‘Asset senza permessi’: il piano di tokenizzazione in 3 fasi di Robinhood per rivoluzionare la TradFi
Robinhood sta lavorando su sviluppi infrastrutturali, ha dichiarato A.J. Warner di Offchain Labs, inclusi il trading 24/7 e l'utilizzo di tecnologie come Arbitrum Stylus per la compatibilità.

Cosa sapere:
- Robinhood è impegnata in una roadmap articolata in tre fasi per creare un ecosistema finanziario permissionless, iniziando con un’offerta di azioni tokenizzate in Europa.
- La fase finale mira a rendere i token azionari completamente permissionless, consentendo agli utenti di utilizzarli attraverso le applicazioni decentralizzate.
- Robinhood sta lavorando a sviluppi infrastrutturali, inclusa la negoziazione 24/7, e sfruttando tecnologie come Arbitrum Stylus per la compatibilità.
Buenos Aires — Il gigante fintech Robinhood (HOOD) sta gettando le basi per spingere il sistema finanziario tradizionale verso un ecosistema senza permessi, secondo il responsabile della strategia della società di sviluppo blockchain Offchain Labs.
L'offerta di azioni tokenizzate recentemente lanciata dall'app di intermediazione in Europa, che già include quasi 800 titoli quotati in borsa ed è destinata ad aggiungere private equity, rappresenta il primo passo di una roadmap più ampia, articolata in tre fasi, per creare un ecosistema finanziario permissionless, ha dichiarato A.J. Warner, chief strategy officer di Offchain Labs, in un'intervista a CoinDesk al margine di Devconnect a Buenos Aires.
Offchain Labs è la società dietro Arbitrum, la rete layer-2 sulla quale Robinhood ha costruito la propria offerta di azioni tokenizzate.
La fase finale del piano di Robinhood si conclude con i token azionari che diventano asset totalmente permissionless, che gli utenti possono prelevare su wallet esterni e utilizzare attraverso applicazioni decentralizzate, ha proseguito Warner.
Oggi, nella fase 1, gli utenti possono acquistare questi titoli tokenizzati tramite le applicazioni Robinhood all'interno dell'UE, ma non possono trasferirli al di fuori di essa. I token sono confinati all'app di Robinhood, senza accesso a piattaforme o protocolli esterni.
La Fase 2 si concentra sull'infrastruttura, ha dichiarato Warner. Utilizzando Bitstamp, che Robinhood ha acquisito per $200 milioni all'inizio di quest'anno, l'azienda lavorerà per abilitare il trading 24/7 di token azionari, rispecchiando la natura sempre attiva dei mercati cripto e distanziandosi dai tradizionali orari di mercato.

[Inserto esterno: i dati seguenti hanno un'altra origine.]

// coursecart/src/pipeline/hooks.rs

//! Registration of `before`, `on` and `after` handlers.

use crate::error::{FlowError, FlowResult};
use crate::flow::{ContextData, Handler, StepControl};
use crate::pipeline::definition::Pipeline;
use std::collections::HashMap;
use std::future::Future;
use tracing::{event, Level};

#[derive(Debug, Clone, Copy)]
enum Phase {
  Before,
  On,
  After,
}

impl<TData, Err> Pipeline<TData, Err>
where
  TData: 'static + Send + Sync,
  Err: std::error::Error + From<FlowError> + Send + Sync + 'static,
{
  /// Registers a handler that runs before the step's `on` handlers.
  ///
  /// The handler's own error type only has to convert into the pipeline's.
  pub fn before_root<F, HandlerErr>(
    &mut self,
    step_name: &str,
    handler_fn: impl Fn(ContextData<TData>) -> F + Send + Sync + 'static,
  ) -> FlowResult<()>
  where
    F: Future<Output = Result<StepControl, HandlerErr>> + Send + 'static,
    HandlerErr: Into<Err> + Send + Sync + 'static,
  {
    self.register(Phase::Before, step_name, handler_fn)
  }

  pub fn on_root<F, HandlerErr>(
    &mut self,
    step_name: &str,
    handler_fn: impl Fn(ContextData<TData>) -> F + Send + Sync + 'static,
  ) -> FlowResult<()>
  where
    F: Future<Output = Result<StepControl, HandlerErr>> + Send + 'static,
    HandlerErr: Into<Err> + Send + Sync + 'static,
  {
    self.register(Phase::On, step_name, handler_fn)
  }

  pub fn after_root<F, HandlerErr>(
    &mut self,
    step_name: &str,
    handler_fn: impl Fn(ContextData<TData>) -> F + Send + Sync + 'static,
  ) -> FlowResult<()>
  where
    F: Future<Output = Result<StepControl, HandlerErr>> + Send + 'static,
    HandlerErr: Into<Err> + Send + Sync + 'static,
  {
    self.register(Phase::After, step_name, handler_fn)
  }

  /// Replaces every `on` handler of `step_name` with `handler`.
  pub(crate) fn set_on_handler(&mut self, step_name: &str, handler: Handler<TData, Err>) {
    self.on.insert(step_name.to_string(), vec![handler]);
  }

  fn register<F, HandlerErr>(
    &mut self,
    phase: Phase,
    step_name: &str,
    handler_fn: impl Fn(ContextData<TData>) -> F + Send + Sync + 'static,
  ) -> FlowResult<()>
  where
    F: Future<Output = Result<StepControl, HandlerErr>> + Send + 'static,
    HandlerErr: Into<Err> + Send + Sync + 'static,
  {
    self.ensure_step_exists(step_name)?;
    let handler: Handler<TData, Err> = Box::new(move |ctx_data| {
      let fut = handler_fn(ctx_data);
      Box::pin(async move { fut.await.map_err(Into::into) })
    });
    let table: &mut HashMap<String, Vec<Handler<TData, Err>>> = match phase {
      Phase::Before => &mut self.before,
      Phase::On => &mut self.on,
      Phase::After => &mut self.after,
    };
    table.entry(step_name.to_string()).or_default().push(handler);
    event!(Level::TRACE, %step_name, ?phase, "Handler registered.");
    Ok(())
  }
}
// coursecart/examples/checkout_flow.rs

//! Walks one student through a faculty page: purchase statuses, a course
//! detail view with a coupon, and a Razorpay checkout that ends on the
//! dashboard. The REST API and the Razorpay SDK are in-memory stand-ins.

use async_trait::async_trait;
use coursecart::api::{Ack, CouponValidation, CourseApi, DetailsUpdate};
use coursecart::model::{Course, CourseType, PurchaseRecordRequest, UpiPurchaseRequest, User};
use coursecart::navigation::{Navigator, Route};
use coursecart::provider::{CheckoutSdk, PaymentConfirmation, ProviderEventSink, RazorpayOptions};
use coursecart::session::{SessionStore, SessionTokens};
use coursecart::{ApiError, CheckoutError, ClientConfig, CourseDetailView, PurchaseStatusReconciler, RazorpayGateway};
use parking_lot::Mutex;
use std::sync::Arc;
use std::time::Duration;
use tracing::info;

// --- In-memory API ---
struct DemoApi {
  courses: Vec<Course>,
  purchased: Mutex<Vec<usize>>,
}

#[async_trait]
impl CourseApi for DemoApi {
  async fn faculty_courses(&self, _faculty_slug: &str) -> Result<Vec<Course>, ApiError> {
    Ok(self.courses.clone())
  }

  async fn course_details(&self, course_id: &str, _course_type: CourseType) -> Result<Course, ApiError> {
    self
      .courses
      .iter()
      .find(|c| c.id.as_deref() == Some(course_id))
      .cloned()
      .ok_or(ApiError::Status {
        status: 404,
        message: "Course not found".to_string(),
      })
  }

  async fn validate_coupon(&self, code: &str) -> Result<CouponValidation, ApiError> {
    match code {
      "OFF10" => Ok(CouponValidation {
        discount_percent: 10.0,
        message: Some("10% off applied".to_string()),
      }),
      _ => Err(ApiError::Status {
        status: 404,
        message: "Invalid or expired coupon".to_string(),
      }),
    }
  }

  async fn save_checkout_details(&self, user_id: &str, details: &DetailsUpdate) -> Result<(), ApiError> {
    info!(user_id, name = %details.name, "Profile updated.");
    Ok(())
  }

  async fn record_purchase(&self, request: &PurchaseRecordRequest) -> Result<Ack, ApiError> {
    if let Some(index) = request.course_index {
      self.purchased.lock().push(index);
    }
    Ok(Ack {
      success: true,
      message: Some("Purchase recorded".to_string()),
    })
  }

  async fn record_upi_purchase(&self, _request: &UpiPurchaseRequest) -> Result<Ack, ApiError> {
    Ok(Ack {
      success: true,
      message: Some("Submitted for verification".to_string()),
    })
  }

  async fn check_purchase(&self, _user_id: &str, _faculty_slug: &str, course_index: usize) -> Result<bool, ApiError> {
    Ok(self.purchased.lock().contains(&course_index))
  }
}

// --- SDK that approves every payment ---
struct ApprovingSdk;

#[async_trait]
impl CheckoutSdk for ApprovingSdk {
  async fn load_script(&self, src: &str) -> bool {
    info!(src, "Loading checkout script.");
    true
  }

  fn open(&self, options: RazorpayOptions, sink: ProviderEventSink) -> Result<(), String> {
    info!(paise = options.amount.0, "Checkout popup opened.");
    sink.succeeded(PaymentConfirmation {
      payment_id: "pay_demo_001".to_string(),
      order_id: None,
      signature: None,
    });
    Ok(())
  }
}

struct LoggingNavigator;

impl Navigator for LoggingNavigator {
  fn navigate(&self, route: Route) {
    info!(?route, "Navigate.");
  }
}

fn demo_courses() -> Vec<Course> {
  let raw = serde_json::json!([
    {
      "_id": "fr-01",
      "title": "CA Final Financial Reporting",
      "facultySlug": "rahul-sir",
      "modeAttemptPricing": [
        { "mode": "Live at Home", "attempts": [
          { "attempt": "12 Months", "costPrice": 15999, "sellingPrice": 13999 },
          { "attempt": "6 Months", "costPrice": 9999, "sellingPrice": 8999 }
        ]}
      ]
    },
    {
      "_id": "audit-02",
      "subject": "Audit",
      "facultySlug": "rahul-sir",
      "modes": ["Pendrive"],
      "durations": ["Nov 2025"],
      "costPrice": 12000,
      "sellingPrice": 9999
    }
  ]);
  serde_json::from_value(raw).unwrap_or_default()
}

#[tokio::main]
async fn main() -> Result<(), CheckoutError> {
  tracing_subscriber::fmt().with_max_level(tracing::Level::INFO).init();
  info!("--- Course checkout walkthrough ---");

  let config = Arc::new(
    ClientConfig::new("http://localhost:5000/api")
      .with_razorpay_key("rzp_test_demo")
      .with_redirect_delay(Duration::from_millis(200)),
  );
  let session = Arc::new(SessionStore::new());
  session.sign_in(
    SessionTokens {
      access_token: "demo-token".to_string(),
      refresh_token: None,
      is_admin: false,
    },
    User::new("student-1", "Asha Verma", "asha@example.com", "9876543210"),
  );
  let api = Arc::new(DemoApi {
    courses: demo_courses(),
    purchased: Mutex::new(Vec::new()),
  });
  let gateway = Arc::new(RazorpayGateway::new(ApprovingSdk, &config)?);
  let reconciler = PurchaseStatusReconciler::new(api.clone(), session.clone());

  let catalog = reconciler.load_catalog("rahul-sir").await?;
  for (index, course) in catalog.courses.iter().enumerate() {
    info!(course = course.display_title(), action = catalog.course_action(index).label(), "Faculty page card.");
  }

  let view = CourseDetailView::new(api.clone(), gateway, Arc::new(LoggingNavigator), session, config)?;
  view.load_faculty_course("rahul-sir", 0).await?;
  let price = view.price();
  info!(listed = %price.original, selling = %price.final_price, badge = price.discount_percent(), "Default selection.");

  let outcome = view.apply_coupon("off10").await;
  info!(success = outcome.success, payable = %view.payable(), "{}", outcome.message);

  view.buy_now()?;
  let receipt = view.checkout().pay_with_razorpay().await?;
  info!(transaction = %receipt.transaction_id, amount = %receipt.amount, "Payment recorded.");

  tokio::time::sleep(Duration::from_millis(300)).await;

  let statuses = reconciler.reconcile("rahul-sir", catalog.courses.len()).await;
  info!(?statuses, "Statuses after purchase.");
  Ok(())
}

Il cambiamento più significativo arriverà nella fase 3, quando Warner afferma che i token diventeranno permissionless, il che significa che utenti e protocolli di finanza decentralizzata potranno utilizzarli liberamente. Ciò implica che un utente potrebbe acquistare azioni tokenizzate di Apple su Robinhood, prelevarle e utilizzarle come garanzia in un'app di prestito decentralizzata come Aave.
Ciò rappresenterebbe un cambiamento fondamentale nel modo in cui gli investitori al dettaglio interagiscono con le azioni. Invece di essere vincolati all'interno delle piattaforme di intermediazione e instradati attraverso le camere di compensazione, le azioni diventerebbero elementi programmabili in un sistema finanziario globale e aperto.
Warner lo ha inquadrato come una strategia a lungo termine. “Il modo in cui descrivono la fase 3,” ha affermato, “è che gli asset siano permissionless e che l’utente abbia la capacità di interagire con le applicazioni DeFi.”
Un importante ostacolo tecnico per realizzare ciò è la compatibilità. La maggior parte delle infrastrutture finanziarie, come il motore di matching e i sistemi ledger di Robinhood, è costruita in C++ o Rust. Questi linguaggi non funzionano nativamente su Ethereum, dove gli smart contract sono scritti in Solidity. Riscrivere tali sistemi sarebbe lento e rischioso.
Offchain Labs, ha aggiunto Warner, ha sviluppato Arbitrum Stylus per consentire agli sviluppatori di scrivere smart contract in linguaggi di programmazione tradizionali come C++, Rust e Python, mantenendo la compatibilità con la Ethereum Virtual Machine (EVM).